Monday, October 28, 2019

Meratapi yang Liyan dalam Rumah Ilalang


Judul : RUMAH ILALANG
Penulis : Stebby Julionatan
Penerbit : Basabasi
Edisi : Pertama, September 2019
Tebal : 135 hal
ISBN : 9786237290230


            Kita mungkin sudah pernah atau mungkin sering melihat waria (bahasa Internasionalnya transgender, tetapi orang biasa menyebut mereka dengan bencong¸ banci, atau wadam). Pertanyaannya, pernahkah kita melihat, atau mungkin iseng bertanya bagaimana seorang waria dimakamkan ketika dia meninggal? Maksudnya, apakah dia dikebumikan sebagai laki-laki atau seorang perempuan (jika kebetulan dia beragama Islam). Dalam kasus kebanyakan, seorang waria tetap dianggap sebagai pria sehingga kemungkinan dia akan dikebumikan selayaknya seorang pria. Soal apakah yang dilakukannya semasa hidup, biar lah itu menjadi urusannya dengan Tuhannya.  

Agama itu baik. Tetapi kadang pemainnya tidak. (hlm. 46)


Permasalahannya agak rumit untuk Tabita.Waria bernama asli Alang ini lahir dan besar sebagai penganut agama Islam. Tapi di akhir kehidupannya, dia aktif datang ke gereja dan rutin mengikuti misa Minggu. Pihak Gereja tidak bisa memberikan pelayanan kematian karena Tabita tidak terdaftar sebagai warga jemaat. Sementara, warga lokal tidak berani memakamkannya secara Islam karena takut ada apa-apa. Bahkan dalam kematian, manusia masih sibuk bersengketa. Kisah cinta Tabita mungkin urusan pribadinya, tetapi ritual kematian tetaplah urusan sosial. Ada banyak yang dilibatkan. Tentang segala kepelikan inilah Rumah Ilalang berkisah.

Agama seperti pilihan baju yang mereka kenakan, bukan menunjukkan kebaikan hati seseorang. (hlm. 96)

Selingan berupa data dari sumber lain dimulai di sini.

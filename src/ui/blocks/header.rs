use crate::ui::primitives::icon::Icon;
use crate::ui::primitives::text::ColoredText;
use crate::ui::widgets::r#box::{Box, BoxStyle};

/// Boxed banner shown once at the top of a command.
#[derive(Debug, Clone)]
pub struct CommandHeader {
    icon: Icon,
    title: String,
    items: Vec<(String, String)>,
}

impl CommandHeader {
    pub fn new(icon: Icon, title: impl Into<String>) -> Self {
        Self {
            icon,
            title: title.into(),
            items: Vec::new(),
        }
    }

    pub fn add(&mut self, label: impl Into<String>, value: impl Into<String>) {
        self.items.push((label.into(), value.into()));
    }

    pub fn render(&self, supports_color: bool, supports_unicode: bool) -> String {
        let title = ColoredText::info(self.title.as_str())
            .bold()
            .render(supports_color);
        let mut b = Box::with_title(format!(
            "{} {}",
            self.icon.colored(supports_color, supports_unicode),
            title
        ))
        .style(BoxStyle::Info);

        if !self.items.is_empty() {
            b.add_empty();
        }
        let label_width = self.items.iter().map(|(l, _)| l.len()).max().unwrap_or(0);
        for (label, value) in &self.items {
            let label = ColoredText::dim(format!("{:<width$}", label, width = label_width))
                .render(supports_color);
            b.add_line(format!("{}  {}", label, value));
        }
        b.render(supports_color, supports_unicode)
    }
}
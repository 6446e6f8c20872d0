use leechup::config::ConfigWarning;

use crate::ui::context::UiContext;
use crate::ui::primitives::icon::Icon;

pub fn format_config_warnings(warnings: &[ConfigWarning], ui: &UiContext) -> String {
    let icon = Icon::Warning.colored(ui.color, ui.unicode);
    let mut out = String::new();
    for w in warnings {
        match w.line {
            Some(line) => out.push_str(&format!(
                "{} Unknown config key '{}' in {}:{}\n",
                icon,
                w.key,
                w.file.display(),
                line
            )),
            None => out.push_str(&format!(
                "{} Unknown config key '{}' in {}\n",
                icon,
                w.key,
                w.file.display()
            )),
        }

        if let Some(suggestion) = &w.suggestion {
            out.push_str(&format!("   Did you mean '{}'?\n", suggestion));
        }
    }
    out
}

pub fn print_config_warnings(warnings: &[ConfigWarning], ui: &UiContext) {
    eprint!("{}", format_config_warnings(warnings, ui));
}
//! Configuration module for leechup
//!
//! Configuration hierarchy:
//! 1. CLI flags (highest priority)
//! 2. Environment variables (LEECHUP_*)
//! 3. Config file (`--config`, or ~/.config/leechup/config.toml)
//! 4. Built-in defaults matching the Colab runtime (lowest priority)

mod env_validator;
mod loader;
mod types;

pub use env_validator::{levenshtein, EnvVarValidator};
pub use loader::{
    default_config_path, resolve, with_env_overrides_from, ConfigWarning,
};
pub use types::{
    AnimationMode, ColorMode, Config, CredentialsConfig, OutputConfig, PathsConfig,
    PipelineConfig,
};
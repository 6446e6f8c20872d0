//! Shell command execution with a wall-clock allowance
//!
//! A step never raises: spawn faults, non-zero exits, timeouts and operator
//! interrupts all come back as a [`StepOutcome`].

use std::io::Read;
use std::process::{Child, Command, Stdio};
use std::sync::atomic::{AtomicBool, Ordering};
use std::sync::{mpsc, Arc};
use std::thread;
use std::time::{Duration, Instant};

use super::step::Step;

const POLL_INTERVAL: Duration = Duration::from_millis(50);

/// How long to wait for the stderr reader after the shell has exited.
///
/// A background process started by the step can keep the pipe open.
const STDERR_GRACE: Duration = Duration::from_secs(1);

/// Result of running one step
#[derive(Debug, Clone, PartialEq, Eq)]
pub enum StepOutcome {
    Succeeded,
    /// The command exited non-zero (`code` is `None` when killed by a signal)
    Failed { code: Option<i32>, stderr: String },
    /// The command exceeded its allowance and was killed
    TimedOut { after: Duration },
    /// The command could not be started or waited on
    Faulted { message: String },
    /// The operator interrupted the run while the command was active
    Interrupted,
}

impl StepOutcome {
    pub fn is_success(&self) -> bool {
        matches!(self, StepOutcome::Succeeded)
    }
}

/// Executes a step's shell command
pub trait CommandRunner {
    fn run(&self, step: &Step, timeout: Duration) -> StepOutcome;
}

impl<T: CommandRunner + ?Sized> CommandRunner for &T {
    fn run(&self, step: &Step, timeout: Duration) -> StepOutcome {
        (**self).run(step, timeout)
    }
}

/// Runs commands with `sh -c`, capturing stderr and discarding stdout.
#[derive(Debug, Clone)]
pub struct ShellRunner {
    cancel: Arc<AtomicBool>,
}

impl ShellRunner {
    /// `cancel` is set by the interrupt handler; an active command is killed when it flips.
    pub fn new(cancel: Arc<AtomicBool>) -> Self {
        Self { cancel }
    }
}

impl CommandRunner for ShellRunner {
    fn run(&self, step: &Step, timeout: Duration) -> StepOutcome {
        let mut command = Command::new("sh");
        command
            .arg("-c")
            .arg(&step.command)
            .stdin(Stdio::null())
            .stdout(Stdio::null())
            .stderr(Stdio::piped());
        // Own process group, so a timeout or cancel reaches `apt` and `pip3` too.
        #[cfg(unix)]
        {
            use std::os::unix::process::CommandExt;
            command.process_group(0);
        }
        let spawned = command.spawn();

        let mut child = match spawned {
            Ok(child) => child,
            Err(e) => {
                return StepOutcome::Faulted {
                    message: format!("failed to start shell: {}", e),
                }
            }
        };

        let stderr = drain_stderr(&mut child);
        let started = Instant::now();

        loop {
            match child.try_wait() {
                Ok(Some(status)) => {
                    if status.success() {
                        return StepOutcome::Succeeded;
                    }
                    // The shell can still die from a signal sent to it directly.
                    if self.cancel.load(Ordering::SeqCst) {
                        return StepOutcome::Interrupted;
                    }
                    return StepOutcome::Failed {
                        code: status.code(),
                        stderr: stderr.recv_timeout(STDERR_GRACE).unwrap_or_default(),
                    };
                }
                Ok(None) => {
                    if self.cancel.load(Ordering::SeqCst) {
                        terminate(&mut child);
                        return StepOutcome::Interrupted;
                    }
                    if started.elapsed() >= timeout {
                        terminate(&mut child);
                        return StepOutcome::TimedOut { after: timeout };
                    }
                    thread::sleep(POLL_INTERVAL);
                }
                Err(e) => {
                    terminate(&mut child);
                    return StepOutcome::Faulted {
                        message: format!("failed to wait for command: {}", e),
                    };
                }
            }
        }
    }
}

/// Read the child's stderr on a helper thread so a chatty command cannot fill the pipe.
fn drain_stderr(child: &mut Child) -> mpsc::Receiver<String> {
    let (tx, rx) = mpsc::channel();
    if let Some(mut pipe) = child.stderr.take() {
        thread::spawn(move || {
            let mut buf = Vec::new();
            let _ = pipe.read_to_end(&mut buf);
            let _ = tx.send(String::from_utf8_lossy(&buf).trim_end().to_string());
        });
    }
    rx
}

/// Kill the step's whole process group, then reap the shell.
fn terminate(child: &mut Child) {
    #[cfg(unix)]
    kill_group(child.id());
    let _ = child.kill();
    let _ = child.wait();
}

/// The shell leads its own group, so the group id is its pid.
#[cfg(unix)]
fn kill_group(pid: u32) {
    if let Ok(pgid) = libc::pid_t::try_from(pid) {
        // SAFETY: kill(2) takes plain integers and touches no memory of ours.
        unsafe {
            libc::kill(-pgid, libc::SIGKILL);
        }
    }
}
use std::path::PathBuf;

use crate::ui::widgets::r#box::{Box, BoxStyle};

/// Boxed error report with an optional location and fix hint.
#[derive(Debug, Clone)]
pub struct ErrorBlock {
    location: Option<PathBuf>,
    message: String,
    details: Vec<String>,
    fix: Option<String>,
}

impl ErrorBlock {
    pub fn new(message: impl Into<String>) -> Self {
        Self {
            location: None,
            message: message.into(),
            details: Vec::new(),
            fix: None,
        }
    }

    pub fn with_location(mut self, path: impl Into<PathBuf>) -> Self {
        self.location = Some(path.into());
        self
    }

    /// Extra lines shown under the message, e.g. captured stderr.
    pub fn with_details<I, S>(mut self, lines: I) -> Self
    where
        I: IntoIterator<Item = S>,
        S: Into<String>,
    {
        self.details.extend(lines.into_iter().map(Into::into));
        self
    }

    pub fn with_fix(mut self, fix: impl Into<String>) -> Self {
        self.fix = Some(fix.into());
        self
    }

    pub fn render(&self, supports_color: bool, supports_unicode: bool) -> String {
        let mut b = Box::with_title("ERROR").style(BoxStyle::Error);

        if let Some(path) = &self.location {
            b.add_line(path.display().to_string());
            b.add_empty();
        }
        b.add_line(self.message.clone());

        if !self.details.is_empty() {
            b.add_empty();
            for line in &self.details {
                b.add_line(format!("  {}", line));
            }
        }

        if let Some(fix) = &self.fix {
            b.add_empty();
            b.add_line(format!("FIX: {}", fix));
        }

        b.render(supports_color, supports_unicode)
    }
}
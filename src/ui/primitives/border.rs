use crate::ui::theme::{self, BorderSet};

impl BorderSet {
    pub fn for_terminal(supports_unicode: bool) -> Self {
        if supports_unicode {
            theme::BORDERS
        } else {
            theme::BORDERS_ASCII
        }
    }

    /// Top edge enclosing `inner` columns.
    pub fn top(&self, inner: usize) -> String {
        format!(
            "{}{}{}",
            self.top_left,
            self.horizontal.repeat(inner),
            self.top_right
        )
    }

    /// Bottom edge enclosing `inner` columns.
    pub fn bottom(&self, inner: usize) -> String {
        format!(
            "{}{}{}",
            self.bottom_left,
            self.horizontal.repeat(inner),
            self.bottom_right
        )
    }
}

            Buku ini termasuk berani sekaligus membebaskan untuk ukuran novelet. Ini adalah sedikit novel LGBT yang menyibak secara blak-blakan kehidupan liyan yang selama ini ada dalam masyarakat kita tetapi tertutupi oleh segala yang standar. Konflik yang diangkat juga rumit dan pelik sekali, terlalu pelik untuk sebuah novelet setipis ini. Namun, lewat yang tipis ini penulis menyajikan cerita yang mampu membuka pandangan kita tentang kaum waria yang selama ini mungkin jarang diekpos. Dengan gaya alur balik (flash back), penulis mengajak kita menelusuri kehidupan Tabitha.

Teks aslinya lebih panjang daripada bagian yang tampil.